*** Data in this exercise
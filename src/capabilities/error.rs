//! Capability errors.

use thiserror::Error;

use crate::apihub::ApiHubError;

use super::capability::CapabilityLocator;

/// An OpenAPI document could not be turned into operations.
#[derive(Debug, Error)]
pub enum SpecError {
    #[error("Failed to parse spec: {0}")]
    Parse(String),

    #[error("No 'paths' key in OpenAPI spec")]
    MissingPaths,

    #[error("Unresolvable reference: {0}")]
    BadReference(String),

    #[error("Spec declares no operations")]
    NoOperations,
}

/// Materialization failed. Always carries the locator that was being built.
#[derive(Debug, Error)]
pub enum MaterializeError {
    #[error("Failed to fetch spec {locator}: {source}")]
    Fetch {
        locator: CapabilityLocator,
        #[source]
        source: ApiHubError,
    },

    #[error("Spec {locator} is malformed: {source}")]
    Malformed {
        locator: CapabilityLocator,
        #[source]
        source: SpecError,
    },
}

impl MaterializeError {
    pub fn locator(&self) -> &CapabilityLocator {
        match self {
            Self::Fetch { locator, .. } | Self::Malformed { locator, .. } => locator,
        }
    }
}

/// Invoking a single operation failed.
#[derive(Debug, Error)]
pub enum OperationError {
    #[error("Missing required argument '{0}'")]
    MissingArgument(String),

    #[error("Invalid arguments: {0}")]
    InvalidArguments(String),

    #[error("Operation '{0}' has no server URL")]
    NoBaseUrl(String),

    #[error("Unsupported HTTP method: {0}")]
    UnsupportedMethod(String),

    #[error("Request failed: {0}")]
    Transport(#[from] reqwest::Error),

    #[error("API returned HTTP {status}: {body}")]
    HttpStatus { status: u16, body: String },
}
******
When a line among the entries contains "enum", pull that line out.

> [Answer for this exercise]
pub enum SpecError {
pub enum MaterializeError {
pub enum OperationError {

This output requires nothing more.